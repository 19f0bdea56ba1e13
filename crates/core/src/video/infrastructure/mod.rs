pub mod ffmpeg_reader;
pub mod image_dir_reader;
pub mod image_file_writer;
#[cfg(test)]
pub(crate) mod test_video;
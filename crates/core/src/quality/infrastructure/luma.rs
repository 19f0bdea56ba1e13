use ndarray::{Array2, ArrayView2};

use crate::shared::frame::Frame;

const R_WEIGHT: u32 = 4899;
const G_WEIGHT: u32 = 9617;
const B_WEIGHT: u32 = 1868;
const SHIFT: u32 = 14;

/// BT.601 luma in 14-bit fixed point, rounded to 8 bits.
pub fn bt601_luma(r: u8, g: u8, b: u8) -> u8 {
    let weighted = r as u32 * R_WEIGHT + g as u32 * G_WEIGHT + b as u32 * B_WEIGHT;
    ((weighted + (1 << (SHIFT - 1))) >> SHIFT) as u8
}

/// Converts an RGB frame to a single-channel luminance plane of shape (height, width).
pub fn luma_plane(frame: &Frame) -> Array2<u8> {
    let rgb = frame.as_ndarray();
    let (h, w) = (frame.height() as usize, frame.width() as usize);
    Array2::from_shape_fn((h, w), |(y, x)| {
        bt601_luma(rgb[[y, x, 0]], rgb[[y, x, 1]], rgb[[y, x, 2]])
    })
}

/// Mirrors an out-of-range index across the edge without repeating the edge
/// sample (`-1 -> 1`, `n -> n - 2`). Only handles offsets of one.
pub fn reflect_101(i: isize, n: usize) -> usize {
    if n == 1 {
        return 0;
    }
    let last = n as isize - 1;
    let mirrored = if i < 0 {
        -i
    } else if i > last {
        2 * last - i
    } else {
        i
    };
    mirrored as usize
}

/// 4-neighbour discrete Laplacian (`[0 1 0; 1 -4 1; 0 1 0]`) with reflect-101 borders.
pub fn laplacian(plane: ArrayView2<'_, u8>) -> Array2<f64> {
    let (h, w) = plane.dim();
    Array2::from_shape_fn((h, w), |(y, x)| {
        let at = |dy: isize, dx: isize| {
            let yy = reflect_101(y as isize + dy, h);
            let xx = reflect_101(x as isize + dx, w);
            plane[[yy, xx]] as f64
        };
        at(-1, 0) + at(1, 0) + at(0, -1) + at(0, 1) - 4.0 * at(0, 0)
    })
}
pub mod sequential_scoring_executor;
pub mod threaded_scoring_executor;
======
* **Prompt**: Go through the lines above and copy any that contain "filename".

* **Your solution**:
filename crates/core/src/video/infrastructure/mod.rs
filename crates/core/src/quality/infrastructure/luma.rs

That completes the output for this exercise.